> Your goal
Retype every record below exactly as it appears.

═══ Input material

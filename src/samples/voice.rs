// Copyright (C) 2026 Michael Wilson <mike@mdwn.dev>
//
// This program is free software: you can redistribute it and/or modify it under
// the terms of the GNU General Public License as published by the Free Software
// Foundation, version 3.
//
// This program is distributed in the hope that it will be useful, but WITHOUT
// ANY WARRANTY; without even the implied warranty of MERCHANTABILITY or FITNESS
// FOR A PARTICULAR PURPOSE. See the GNU General Public License for more details.
//
// You should have received a copy of the GNU General Public License along with
// this program. If not, see <https://www.gnu.org/licenses/>.
//

//! Voice management for one-shot sample playback.
//!
//! Handles the polyphony limit and voice stealing.

use std::collections::VecDeque;

use tracing::debug;

use super::SampleId;
use crate::audio::{VoiceHandle, VoiceId};

/// Represents an active voice playing a sample.
pub struct Voice {
    /// Unique ID for this voice.
    id: VoiceId,
    /// The sample being played.
    sample: SampleId,
    /// Stereo position the voice was started with.
    pan: f32,
    /// Shared with the device; used to stop the voice and to see whether it ended.
    handle: VoiceHandle,
}

impl Voice {
    /// Creates a new voice.
    pub fn new(id: VoiceId, sample: SampleId, pan: f32, handle: VoiceHandle) -> Self {
        Self {
            id,
            sample,
            pan,
            handle,
        }
    }

    pub fn id(&self) -> VoiceId {
        self.id
    }

    pub fn sample(&self) -> SampleId {
        self.sample
    }

    pub fn pan(&self) -> f32 {
        self.pan
    }

    /// Returns true once the voice ended or was stopped.
    pub fn is_finished(&self) -> bool {
        self.handle.is_finished()
    }

    /// Stops the voice immediately.
    pub fn stop(&self) {
        self.handle.stop();
    }
}

impl std::fmt::Debug for Voice {
    fn fmt(&self, f: &mut std::fmt::Formatter<'_>) -> std::fmt::Result {
        f.debug_struct("Voice")
            .field("id", &self.id)
            .field("sample", &self.sample)
            .field("pan", &self.pan)
            .field("finished", &self.is_finished())
            .finish()
    }
}

/// Active voices in the order they were started, oldest first.
pub struct VoicePool {
    voices: VecDeque<Voice>,
    max_voices: usize,
}

impl VoicePool {
    /// Creates a new voice pool. A limit of zero is treated as one.
    pub fn new(max_voices: usize) -> Self {
        let max_voices = max_voices.max(1);
        Self {
            voices: VecDeque::with_capacity(max_voices),
            max_voices,
        }
    }

    /// Adds a new voice, stealing the oldest voices if the pool is full.
    /// Returns the stolen voices, already stopped.
    pub fn admit(&mut self, voice: Voice) -> Vec<Voice> {
        let stolen = self.make_room();
        self.voices.push_back(voice);
        stolen
    }

    /// Drops finished voices and steals the oldest until a new voice fits.
    /// Returns the stolen voices, already stopped.
    fn make_room(&mut self) -> Vec<Voice> {
        self.purge_finished();

        let mut stolen = Vec::new();
        while self.voices.len() >= self.max_voices {
            let Some(oldest) = self.voices.pop_front() else {
                break;
            };
            oldest.stop();
            debug!(
                voice = %oldest.id,
                sample = %oldest.sample,
                max_voices = self.max_voices,
                "Voice limit reached, stealing oldest"
            );
            stolen.push(oldest);
        }
        stolen
    }

    /// Removes the voice with the given ID. Returns false if it was no longer in the pool.
    pub fn remove(&mut self, id: VoiceId) -> bool {
        match self.voices.iter().position(|v| v.id == id) {
            Some(index) => {
                self.voices.remove(index);
                true
            }
            None => false,
        }
    }

    /// Drops voices that have ended or were stopped. Returns how many were dropped.
    pub fn purge_finished(&mut self) -> usize {
        let before = self.voices.len();
        self.voices.retain(|v| !v.is_finished());
        before - self.voices.len()
    }

    /// Returns the current number of active voices.
    pub fn len(&self) -> usize {
        self.voices.len()
    }

    pub fn is_empty(&self) -> bool {
        self.voices.is_empty()
    }

    pub fn max_voices(&self) -> usize {
        self.max_voices
    }

    /// IDs of the active voices, oldest first.
    pub fn ids(&self) -> Vec<VoiceId> {
        self.voices.iter().map(|v| v.id).collect()
    }

    /// Stops and removes every voice. Returns how many were stopped.
    pub fn clear(&mut self) -> usize {
        let count = self.voices.len();
        for voice in self.voices.drain(..) {
            voice.stop();
        }
        count
    }
}

impl std::fmt::Debug for VoicePool {
    fn fmt(&self, f: &mut std::fmt::Formatter<'_>) -> std::fmt::Result {
        f.debug_struct("VoicePool")
            .field("active_voices", &self.voices.len())
            .field("max_voices", &self.max_voices)
            .finish()
    }
}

══════

> Response to the task
filename src/samples/voice.rs
// Copyright (C) 2026 Michael Wilson <mike@mdwn.dev>
//
// This program is free software: you can redistribute it and/or modify it under
// the terms of the GNU General Public License as published by the Free Software
// Foundation, version 3.
//
// This program is distributed in the hope that it will be useful, but WITHOUT
// ANY WARRANTY; without even the implied warranty of MERCHANTABILITY or FITNESS
// FOR A PARTICULAR PURPOSE. See the GNU General Public License for more details.
//
// You should have received a copy of the GNU General Public License along with
// this program. If not, see <https://www.gnu.org/licenses/>.
//

//! Voice management for one-shot sample playback.
//!
//! Handles the polyphony limit and voice stealing.

use std::collections::VecDeque;

use tracing::debug;

use super::SampleId;
use crate::audio::{VoiceHandle, VoiceId};

/// Represents an active voice playing a sample.
pub struct Voice {
    /// Unique ID for this voice.
    id: VoiceId,
    /// The sample being played.
    sample: SampleId,
    /// Stereo position the voice was started with.
    pan: f32,
    /// Shared with the device; used to stop the voice and to see whether it ended.
    handle: VoiceHandle,
}

impl Voice {
    /// Creates a new voice.
    pub fn new(id: VoiceId, sample: SampleId, pan: f32, handle: VoiceHandle) -> Self {
        Self {
            id,
            sample,
            pan,
            handle,
        }
    }

    pub fn id(&self) -> VoiceId {
        self.id
    }

    pub fn sample(&self) -> SampleId {
        self.sample
    }

    pub fn pan(&self) -> f32 {
        self.pan
    }

    /// Returns true once the voice ended or was stopped.
    pub fn is_finished(&self) -> bool {
        self.handle.is_finished()
    }

    /// Stops the voice immediately.
    pub fn stop(&self) {
        self.handle.stop();
    }
}

impl std::fmt::Debug for Voice {
    fn fmt(&self, f: &mut std::fmt::Formatter<'_>) -> std::fmt::Result {
        f.debug_struct("Voice")
            .field("id", &self.id)
            .field("sample", &self.sample)
            .field("pan", &self.pan)
            .field("finished", &self.is_finished())
            .finish()
    }
}

/// Active voices in the order they were started, oldest first.
pub struct VoicePool {
    voices: VecDeque<Voice>,
    max_voices: usize,
}

impl VoicePool {
    /// Creates a new voice pool. A limit of zero is treated as one.
    pub fn new(max_voices: usize) -> Self {
        let max_voices = max_voices.max(1);
        Self {
            voices: VecDeque::with_capacity(max_voices),
            max_voices,
        }
    }

    /// Adds a new voice, stealing the oldest voices if the pool is full.
    /// Returns the stolen voices, already stopped.
    pub fn admit(&mut self, voice: Voice) -> Vec<Voice> {
        let stolen = self.make_room();
        self.voices.push_back(voice);
        stolen
    }

    /// Drops finished voices and steals the oldest until a new voice fits.
    /// Returns the stolen voices, already stopped.
    fn make_room(&mut self) -> Vec<Voice> {
        self.purge_finished();

        let mut stolen = Vec::new();
        while self.voices.len() >= self.max_voices {
            let Some(oldest) = self.voices.pop_front() else {
                break;
            };
            oldest.stop();
            debug!(
                voice = %oldest.id,
                sample = %oldest.sample,
                max_voices = self.max_voices,
                "Voice limit reached, stealing oldest"
            );
            stolen.push(oldest);
        }
        stolen
    }

    /// Removes the voice with the given ID. Returns false if it was no longer in the pool.
    pub fn remove(&mut self, id: VoiceId) -> bool {
        match self.voices.iter().position(|v| v.id == id) {
            Some(index) => {
                self.voices.remove(index);
                true
            }
            None => false,
        }
    }

    /// Drops voices that have ended or were stopped. Returns how many were dropped.
    pub fn purge_finished(&mut self) -> usize {
        let before = self.voices.len();
        self.voices.retain(|v| !v.is_finished());
        before - self.voices.len()
    }

    /// Returns the current number of active voices.
    pub fn len(&self) -> usize {
        self.voices.len()
    }

    pub fn is_empty(&self) -> bool {
        self.voices.is_empty()
    }

    pub fn max_voices(&self) -> usize {
        self.max_voices
    }

    /// IDs of the active voices, oldest first.
    pub fn ids(&self) -> Vec<VoiceId> {
        self.voices.iter().map(|v| v.id).collect()
    }

    /// Stops and removes every voice. Returns how many were stopped.
    pub fn clear(&mut self) -> usize {
        let count = self.voices.len();
        for voice in self.voices.drain(..) {
            voice.stop();
        }
        count
    }
}

impl std::fmt::Debug for VoicePool {
    fn fmt(&self, f: &mut std::fmt::Formatter<'_>) -> std::fmt::Result {
        f.debug_struct("VoicePool")
            .field("active_voices", &self.voices.len())
            .field("max_voices", &self.max_voices)
            .finish()
    }
}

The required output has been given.